AnandTech’s Johan DeGelas has an interesting article on what he calls “real world virtualization” using a benchmark process his team calls “vApus Mk I” and runs it on ESX 3.5 Update 4. Essentially, it is a suite of Web 2.0 flavored apps running entirely on Windows in a mixed 32/64 structure. We’re cautiously encouraged by this effort as it opens the field of potential reviewers wide open.

Additionally, he finally comes to the same conclusion we’ve presented (in an economic impact context) about Shanghai’s virtualization value proposition.
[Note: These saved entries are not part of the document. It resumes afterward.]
//! Word-frequency corpus aggregation.
//!
//! Streams the tabular word list (word, up to four constituent characters,
//! frequency score) and builds two things per character: the top-K most
//! frequent multi-character words containing it, and a flag for whether the
//! character occurs standalone as a one-character word.
//!
//! Unlike the dictionary parser this stage is not line-tolerant: the final
//! ranking depends on every row, so any malformed row aborts the load.

use std::cmp::Ordering;
use std::collections::{HashMap, HashSet};
use std::fs::File;
use std::io::{BufRead, BufReader};
use std::path::Path;

use anyhow::{Context, Result, bail};
use hanzi_types::{CommonWord, single_char};
use tracing::info;

/// Common-word list size used when the caller does not override it.
pub const DEFAULT_TOP_WORDS: usize = 6;

const CHARACTER_COLUMNS: [&str; 4] = ["C1", "C2", "C3", "C4"];

/// Per-character index over the word-frequency corpus.
pub struct LexicalIndex {
    words: HashMap<char, Vec<CommonWord>>,
    unbound: HashSet<char>,
}

struct Columns {
    word: usize,
    frequency: usize,
    characters: [usize; 4],
}

impl Columns {
    fn from_header(header: &str) -> Result<Self> {
        let names: Vec<&str> = header.split(',').map(str::trim).collect();
        let find = |name: &str| {
            names
                .iter()
                .position(|n| *n == name)
                .with_context(|| format!("corpus header is missing the {name} column"))
        };
        Ok(Self {
            word: find("Word")?,
            frequency: find("Frequency")?,
            characters: [
                find(CHARACTER_COLUMNS[0])?,
                find(CHARACTER_COLUMNS[1])?,
                find(CHARACTER_COLUMNS[2])?,
                find(CHARACTER_COLUMNS[3])?,
            ],
        })
    }
}

impl LexicalIndex {
    /// Stream the corpus and build the index, keeping the `top_words` most
    /// frequent multi-character words per character.
    pub fn from_csv_file(path: impl AsRef<Path>, top_words: usize) -> Result<Self> {
        let path = path.as_ref();
        let file = File::open(path).with_context(|| format!("open {}", path.display()))?;
        let reader = BufReader::new(file);
        let mut lines = reader.lines();

        let header = lines
            .next()
            .with_context(|| format!("{} is empty", path.display()))?
            .with_context(|| format!("read header of {}", path.display()))?;
        let columns = Columns::from_header(&header)?;

        let mut words: HashMap<char, Vec<CommonWord>> = HashMap::new();
        let mut unbound = HashSet::new();
        let mut rows = 0usize;
        for (lineno, line) in lines.enumerate() {
            let rowno = lineno + 2;
            let line =
                line.with_context(|| format!("read {}:{}", path.display(), rowno))?;
            if line.trim().is_empty() {
                continue;
            }
            let fields: Vec<&str> = line.split(',').collect();

            let word = fields
                .get(columns.word)
                .map(|w| w.trim())
                .with_context(|| format!("{}:{} missing word column", path.display(), rowno))?;
            let frequency: f64 = fields
                .get(columns.frequency)
                .map(|f| f.trim())
                .with_context(|| format!("{}:{} missing frequency column", path.display(), rowno))?
                .parse()
                .with_context(|| format!("{}:{} unparseable frequency", path.display(), rowno))?;
            if !frequency.is_finite() {
                bail!("{}:{} non-finite frequency", path.display(), rowno);
            }

            for &index in &columns.characters {
                let cell = fields.get(index).map(|f| f.trim()).unwrap_or("");
                if cell.is_empty() {
                    continue;
                }
                let character = single_char(cell).with_context(|| {
                    format!(
                        "{}:{} cell {:?} is not a single character",
                        path.display(),
                        rowno,
                        cell
                    )
                })?;
                words.entry(character).or_default().push(CommonWord {
                    word: word.to_string(),
                    frequency,
                });
            }

            // A one-character word marks its character as usable standalone.
            if let Some(character) = single_char(word) {
                unbound.insert(character);
            }
            rows += 1;
        }

        // Ranking needs the complete stream: filter out single-character
        // "words", stable-sort descending by frequency (ties keep source
        // order), and cap each list.
        for list in words.values_mut() {
            list.retain(|w| w.word.chars().count() >= 2);
            list.sort_by(|a, b| {
                b.frequency
                    .partial_cmp(&a.frequency)
                    .unwrap_or(Ordering::Equal)
            });
            list.truncate(top_words);
        }
        words.retain(|_, list| !list.is_empty());

        info!(
            "aggregated {} corpus rows into {} character indexes",
            rows,
            words.len()
        );
        Ok(Self { words, unbound })
    }

    /// The ranked common-word list for a character; empty when the corpus
    /// never saw it in a multi-character word.
    pub fn common_words(&self, character: char) -> &[CommonWord] {
        self.words
            .get(&character)
            .map(Vec::as_slice)
            .unwrap_or(&[])
    }

    /// Whether the character occurs standalone as a one-character word.
    pub fn is_unbound(&self, character: char) -> bool {
        self.unbound.contains(&character)
    }

    /// Iterate every indexed character with its ranked word list, e.g. for a
    /// bulk export.
    pub fn iter(&self) -> impl Iterator<Item = (char, &[CommonWord])> {
        self.words.iter().map(|(&c, list)| (c, list.as_slice()))
    }

    pub fn character_count(&self) -> usize {
        self.words.len()
    }
}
While his results are consistent with what we have been describing – that Shanghai has a good price-performance position against Nehalem-EP – there are some elements about his process that need further refinement.

Our biggest issue comes with his handling of 32-bit virtual machines (VM) and disclosure of using AMD’s Rapid Virtualization Indexing (RVI) with 32-bit VMs. In the DeGalas post, he points out some well known “table thrashing” consequences of TLB misses:

“However, the web portal (MCS eFMS) will give the hypervisor a lot of work if Hardware Assisted Paging (RVI, NPT, EPT) is not available. If EPT or RVI is available, the TLBs (Translation Lookaside Buffer) of the CPUs will be stressed quite a bit, and TLB misses will be costly.”
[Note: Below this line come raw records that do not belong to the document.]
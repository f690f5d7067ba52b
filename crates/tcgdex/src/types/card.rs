//! Card types.

use serde::{Deserialize, Deserializer, Serialize};

use super::set::{Legal, Set};

/// A full card record, as returned by `/cards/{id}` and `/sets/{set}/{localId}`.
///
/// `id` and `name` are required. Fields that do not apply to a card's
/// category (an energy card has no `hp`, a Pokémon has no `trainer_type`)
/// decode to their empty value.
#[derive(Debug, Clone, Default, PartialEq, Serialize, Deserialize)]
#[serde(rename_all = "camelCase")]
pub struct Card {
    /// Globally unique identifier, e.g. `swsh3-136`.
    pub id: String,
    /// Identifier within the card's set, e.g. `136`.
    #[serde(default)]
    pub local_id: String,
    /// Card name.
    pub name: String,
    /// `Pokemon`, `Trainer` or `Energy`.
    #[serde(default)]
    pub category: String,
    #[serde(default)]
    pub illustrator: Option<String>,
    /// Base image URL (without quality/extension suffix).
    #[serde(default)]
    pub image: Option<String>,
    #[serde(default)]
    pub rarity: String,
    #[serde(default)]
    pub hp: Option<u32>,
    #[serde(default)]
    pub types: Vec<String>,
    /// Name of the Pokémon this card evolves from.
    #[serde(default)]
    pub evolve_from: Option<String>,
    #[serde(default)]
    pub description: Option<String>,
    #[serde(default)]
    pub stage: Option<String>,
    #[serde(default)]
    pub attacks: Vec<CardAttack>,
    #[serde(default)]
    pub weaknesses: Vec<CardWeakness>,
    #[serde(default)]
    pub resistances: Vec<CardWeakness>,
    /// Retreat cost in energies.
    #[serde(default)]
    pub retreat: Option<u32>,
    #[serde(default)]
    pub regulation_mark: Option<String>,
    #[serde(default)]
    pub legal: Legal,
    /// National Pokédex numbers.
    #[serde(default, alias = "dexIDs")]
    pub dex_id: Vec<u32>,
    /// Pokémon level (`34`, `X`). TCGdex sends a single value.
    #[serde(default, deserialize_with = "one_or_many")]
    pub level: Vec<Level>,
    /// Name suffix (`V`, `EX`). TCGdex sends a single value.
    #[serde(default, deserialize_with = "one_or_many")]
    pub suffix: Vec<String>,
    /// TCGdex sends a single object here; lists are accepted too.
    #[serde(default, rename = "item", deserialize_with = "one_or_many")]
    pub items: Vec<CardItem>,
    #[serde(default)]
    pub abilities: Vec<CardAbility>,
    /// Effect text for Trainer and Energy cards.
    #[serde(default)]
    pub effect: Option<String>,
    #[serde(default)]
    pub trainer_type: Option<String>,
    #[serde(default)]
    pub energy_type: Option<String>,
    #[serde(default)]
    pub variants: CardVariants,
    /// The set this card belongs to.
    #[serde(default)]
    pub set: Set,
}

fn one_or_many<'de, D, T>(deserializer: D) -> Result<Vec<T>, D::Error>
where
    D: Deserializer<'de>,
    T: Deserialize<'de>,
{
    #[derive(Deserialize)]
    #[serde(untagged)]
    enum OneOrMany<T> {
        Many(Vec<T>),
        One(T),
    }

    Ok(match OneOrMany::deserialize(deserializer)? {
        OneOrMany::Many(items) => items,
        OneOrMany::One(item) => vec![item],
    })
}

/// An attack printed on a card.
#[derive(Debug, Clone, Default, PartialEq, Serialize, Deserialize)]
#[serde(default)]
pub struct CardAttack {
    /// Energy types required to use the attack.
    pub cost: Vec<String>,
    pub name: String,
    pub effect: Option<String>,
    pub damage: Option<Damage>,
}

/// Attack damage.
///
/// Usually a plain number, but modified attacks are printed as text such
/// as `"30+"` or `"20×"`.
#[derive(Debug, Clone, PartialEq, Eq, Serialize, Deserialize)]
#[serde(untagged)]
pub enum Damage {
    Amount(u32),
    Text(String),
}

/// A Pokémon level: a number on most cards, text such as `X` on LV.X cards.
#[derive(Debug, Clone, PartialEq, Eq, Serialize, Deserialize)]
#[serde(untagged)]
pub enum Level {
    Number(u32),
    Text(String),
}

/// A weakness or resistance.
#[derive(Debug, Clone, Default, PartialEq, Eq, Serialize, Deserialize)]
#[serde(default)]
pub struct CardWeakness {
    #[serde(rename = "type")]
    pub energy_type: String,
    /// Modifier such as `×2` or `-30`.
    pub value: Option<String>,
}

/// Which print variants exist for a card.
#[derive(Debug, Clone, Copy, Default, PartialEq, Eq, Serialize, Deserialize)]
#[serde(rename_all = "camelCase", default)]
pub struct CardVariants {
    pub first_edition: bool,
    pub holo: bool,
    pub normal: bool,
    pub reverse: bool,
    pub w_promo: bool,
}

/// A Pokémon Tool or held item printed on a card.
#[derive(Debug, Clone, Default, PartialEq, Eq, Serialize, Deserialize)]
#[serde(default)]
pub struct CardItem {
    pub name: String,
    pub effect: String,
}

/// An ability (Ability, Poké-Power, Poké-Body...) printed on a card.
#[derive(Debug, Clone, Default, PartialEq, Eq, Serialize, Deserialize)]
#[serde(default)]
pub struct CardAbility {
    #[serde(rename = "type")]
    pub ability_type: String,
    pub name: String,
    pub effect: String,
}

/// A card summary, as returned by `/cards?...` searches.
#[derive(Debug, Clone, PartialEq, Eq, Serialize, Deserialize)]
#[serde(rename_all = "camelCase")]
pub struct CardBrief {
    pub id: String,
    pub local_id: String,
    pub name: String,
    /// Some cards have no scan yet.
    #[serde(default)]
    pub image: Option<String>,
}
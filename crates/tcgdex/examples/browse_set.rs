//! Walk a serie, its sets and the value lists against the live TCGdex API.
//!
//! Run with: cargo run --example browse_set -- swsh

use tcgdex::{Language, TcgdexClient};
use tracing_subscriber::EnvFilter;

#[tokio::main]
async fn main() -> tcgdex::Result<()> {
    tracing_subscriber::fmt()
        .with_env_filter(EnvFilter::from_default_env())
        .with_writer(std::io::stderr)
        .init();

    let serie_id = std::env::args().nth(1).unwrap_or_else(|| "swsh".to_string());
    let client = TcgdexClient::builder().language(Language::En).build()?;

    println!("=== Serie {serie_id} ===");
    let serie = client.series().get(&serie_id).await?;
    println!("{} - {} sets", serie.name, serie.sets.len());
    for set in &serie.sets {
        println!(
            "  {:<10} {:<28} {:>4} cards",
            set.id, set.name, set.card_count.total
        );
    }

    if let Some(brief) = serie.sets.first() {
        let set = client.sets().get(&brief.id).await?;
        println!(
            "\n{} released {}, standard legal: {}",
            set.name, set.release_date, set.legal.standard
        );
        if let Some(card) = set.cards.first() {
            let card = client.sets().card(&set.id, &card.local_id).await?;
            println!("First card: {} ({})", card.name, card.id);
        }
    }

    println!("\n=== Value lists ===");
    println!("Types:      {:?}", client.lists().types().await?);
    println!("Rarities:   {:?}", client.lists().rarities().await?);
    println!("Retreats:   {:?}", client.lists().retreats().await?);
    println!("Categories: {:?}", client.lists().categories().await?);
    println!("Stages:     {:?}", client.lists().stages().await?);
    println!("Suffixes:   {:?}", client.lists().suffixes().await?);
    println!("Variants:   {:?}", client.lists().variants().await?);
    println!("Illustrators: {}", client.lists().illustrators().await?.len());

    Ok(())
}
However, the MCS eFMS web portal (2 VMs) is running in a 32-bit OS. What makes this problematic is VMware’s default handling of page tables in 32-bit VM’s is “shadow page table” using VMware’s binary translation engine (BT). In otherwords, RVI is not enabled by default for ESX 3.5.x:

“By default, ESX automatically runs 32bit VMs (Mail, File, and Standby) with BT, and runs 64bit VMS (Database, Web, and Java) with AMD-V + RVI.”

–    VROOM! Blog, 3/2009

This same guidance is delivered on page 18 of VMware’s current “VI3.5 Performance Guide” (available in PDF format here):

“RVI is supported beginning with ESX 3.5 Update 1. By default, on AMD processors that support it ESX Update 1 uses RVI for virtual machines running 64-bit guest operating systems and does not use RVI for virtual machines running 32-bit guest operating systems.
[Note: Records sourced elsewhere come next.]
//! Common test utilities for TCGdex tests.

use std::path::PathBuf;

use tcgdex::TcgdexClient;
use wiremock::matchers::{method, path};
use wiremock::{Mock, MockServer, ResponseTemplate};

/// Path prefix the mock server answers under, mirroring the public API.
pub const API_PREFIX: &str = "/v2/en";

/// Start a new mock server for testing.
pub async fn setup_mock_server() -> MockServer {
    MockServer::start().await
}

/// A client pointed at the mock server.
pub fn client_for(server: &MockServer) -> TcgdexClient {
    TcgdexClient::builder()
        .url(format!("{}{API_PREFIX}", server.uri()))
        .build()
        .unwrap()
}

/// Load a recorded response body from `tests/fixtures`.
pub fn fixture(name: &str) -> serde_json::Value {
    let path: PathBuf = [env!("CARGO_MANIFEST_DIR"), "tests", "fixtures", name]
        .iter()
        .collect();
    let raw = std::fs::read_to_string(&path)
        .unwrap_or_else(|e| panic!("cannot read fixture {}: {e}", path.display()));
    serde_json::from_str(&raw).unwrap()
}

/// Replay a fixture with `200 OK`.
pub fn mock_ok(name: &str) -> ResponseTemplate {
    ResponseTemplate::new(200).set_body_json(fixture(name))
}

/// Replay a recorded TCGdex error body with its status.
#[allow(dead_code)] // Not all test files use this
pub fn mock_api_error(name: &str) -> ResponseTemplate {
    let body = fixture(name);
    let status = body["status"].as_u64().unwrap() as u16;
    ResponseTemplate::new(status).set_body_json(body)
}

/// Mount a GET mock for an endpoint path below [`API_PREFIX`].
pub async fn mock_get(server: &MockServer, endpoint: &str, response: ResponseTemplate) {
    Mock::given(method("GET"))
        .and(path(format!("{API_PREFIX}{endpoint}")))
        .respond_with(response)
        .expect(1)
        .mount(server)
        .await;
}
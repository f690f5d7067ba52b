//! The full TCGdex operation set as a trait.
//!
//! Code that only needs to *fetch* card data can be generic over
//! [`Fetcher`] instead of naming [`TcgdexClient`], which lets tests plug in
//! a canned implementation without any network I/O.
//!
//! # Example
//!
//! ```no_run
//! use tcgdex::{Fetcher, TcgdexClient};
//!
//! async fn card_title<F: Fetcher>(fetcher: &F, id: &str) -> tcgdex::Result<String> {
//!     let card = fetcher.fetch_single_card(id).await?;
//!     Ok(format!("{} ({})", card.name, card.set.name))
//! }
//!
//! # async fn example() -> tcgdex::Result<()> {
//! let client = TcgdexClient::new()?;
//! println!("{}", card_title(&client, "swsh3-136").await?);
//! # Ok(())
//! # }
//! ```

use std::future::Future;

use crate::client::TcgdexClient;
use crate::error::Result;
use crate::query::{CardQueryOptions, SerieQueryOptions, SetQueryOptions};
use crate::types::{Card, CardBrief, Serie, SerieBrief, Set, SetBrief};

/// Every TCGdex operation, one method per endpoint.
pub trait Fetcher {
    /// `/cards/{id}`
    fn fetch_single_card(&self, card_id: &str) -> impl Future<Output = Result<Card>> + Send;

    /// `/cards?...`
    fn search_cards(
        &self,
        options: &CardQueryOptions,
    ) -> impl Future<Output = Result<Vec<CardBrief>>> + Send;

    /// `/sets/{id}`
    fn get_set(&self, set_id: &str) -> impl Future<Output = Result<Set>> + Send;

    /// `/sets?...`
    fn search_sets(
        &self,
        options: &SetQueryOptions,
    ) -> impl Future<Output = Result<Vec<SetBrief>>> + Send;

    /// `/sets/{setId}/{localId}`
    fn get_card_by_set_and_local_id(
        &self,
        set_id: &str,
        local_id: &str,
    ) -> impl Future<Output = Result<Card>> + Send;

    /// `/series/{id}`
    fn get_serie(&self, serie_id: &str) -> impl Future<Output = Result<Serie>> + Send;

    /// `/series?...`
    fn search_series(
        &self,
        options: &SerieQueryOptions,
    ) -> impl Future<Output = Result<Vec<SerieBrief>>> + Send;

    /// `/types`
    fn list_card_types(&self) -> impl Future<Output = Result<Vec<String>>> + Send;

    /// `/retreats`
    fn list_retreat_costs(&self) -> impl Future<Output = Result<Vec<u32>>> + Send;

    /// `/rarities`
    fn list_rarities(&self) -> impl Future<Output = Result<Vec<String>>> + Send;

    /// `/illustrators`
    fn list_illustrators(&self) -> impl Future<Output = Result<Vec<String>>> + Send;

    /// `/categories`
    fn list_categories(&self) -> impl Future<Output = Result<Vec<String>>> + Send;

    /// `/stages`
    fn list_stages(&self) -> impl Future<Output = Result<Vec<String>>> + Send;

    /// `/suffixes`
    fn list_suffixes(&self) -> impl Future<Output = Result<Vec<String>>> + Send;

    /// `/variants`
    fn list_variants(&self) -> impl Future<Output = Result<Vec<String>>> + Send;
}

impl Fetcher for TcgdexClient {
    async fn fetch_single_card(&self, card_id: &str) -> Result<Card> {
        self.cards().get(card_id).await
    }

    async fn search_cards(&self, options: &CardQueryOptions) -> Result<Vec<CardBrief>> {
        self.cards().search(options).await
    }

    async fn get_set(&self, set_id: &str) -> Result<Set> {
        self.sets().get(set_id).await
    }

    async fn search_sets(&self, options: &SetQueryOptions) -> Result<Vec<SetBrief>> {
        self.sets().search(options).await
    }

    async fn get_card_by_set_and_local_id(&self, set_id: &str, local_id: &str) -> Result<Card> {
        self.sets().card(set_id, local_id).await
    }

    async fn get_serie(&self, serie_id: &str) -> Result<Serie> {
        self.series().get(serie_id).await
    }

    async fn search_series(&self, options: &SerieQueryOptions) -> Result<Vec<SerieBrief>> {
        self.series().search(options).await
    }

    async fn list_card_types(&self) -> Result<Vec<String>> {
        self.lists().types().await
    }

    async fn list_retreat_costs(&self) -> Result<Vec<u32>> {
        self.lists().retreats().await
    }

    async fn list_rarities(&self) -> Result<Vec<String>> {
        self.lists().rarities().await
    }

    async fn list_illustrators(&self) -> Result<Vec<String>> {
        self.lists().illustrators().await
    }

    async fn list_categories(&self) -> Result<Vec<String>> {
        self.lists().categories().await
    }

    async fn list_stages(&self) -> Result<Vec<String>> {
        self.lists().stages().await
    }

    async fn list_suffixes(&self) -> Result<Vec<String>> {
        self.lists().suffixes().await
    }

    async fn list_variants(&self) -> Result<Vec<String>> {
        self.lists().variants().await
    }
}
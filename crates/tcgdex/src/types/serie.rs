//! Serie types.
//!
//! A serie groups several sets, e.g. the "Sword & Shield" serie contains
//! every expansion released in that era. The spelling follows TCGdex.

use serde::{Deserialize, Serialize};

use super::set::SetBrief;

/// A full serie record, as returned by `/series/{id}`.
#[derive(Debug, Clone, Default, PartialEq, Eq, Serialize, Deserialize)]
pub struct Serie {
    pub id: String,
    pub name: String,
    #[serde(default)]
    pub logo: Option<String>,
    /// Sets in release order. Empty when the serie is embedded in a [`Set`](super::Set).
    #[serde(default)]
    pub sets: Vec<SetBrief>,
}

/// A serie summary, as returned by `/series?...` searches.
#[derive(Debug, Clone, PartialEq, Eq, Serialize, Deserialize)]
pub struct SerieBrief {
    pub id: String,
    pub name: String,
    #[serde(default)]
    pub logo: Option<String>,
}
Although RVI is disabled by default for virtual machines running 32-bit guest operating systems, enabling it for certain 32-bit operating systems may achieve performance benefits similar to those achieved for 64-bit operating systems. These 32-bit operating systems include Windows 2003 SP2, Windows Vista, and Linux.

When RVI is enabled for a virtual machine we recommend you also, when possible, configure that virtual machine’s guest operating system and applications to make use of large memory pages.”

The 32-bit + RVI confusion is depened by the chart on page 9 of DeGelas’ article with indicates “SVM + RVI” for 32-bit hosts. While he goes into great detail about “disabling” RVI for 64-bit tests to show the value of RVI acceleration in the 64-bit workloads there is no mention of steps taken to enable RVI for 32-bit workloads.

The oversight does not invalidate the results of the test, it simply makes them more difficult to interpret. Additionally, it does bring into question some issues of process and how thoroughly that process was reviewed. Still, public benchmarks move the technology in a good direction and underscores a need to develope additional benchmarking of virtual workloads in addition to VMmark.

Enabling RVI for 32-bit Workloads in ESX 3.5

Using the VI Client:

  1. Select the virtual machine to be configured,
  2. Edit virtual machine settings,
    1. Click the Options tab,
    2. Select Virtualized MMU from the “Settings” column,
      1. Select the desired radio button:
        • Enable RVI – Select “Force use of these features where available”,
        • Disable RVI – Select “Forbid use of these features”, and
        • Default – “Allow the host to determine automatically”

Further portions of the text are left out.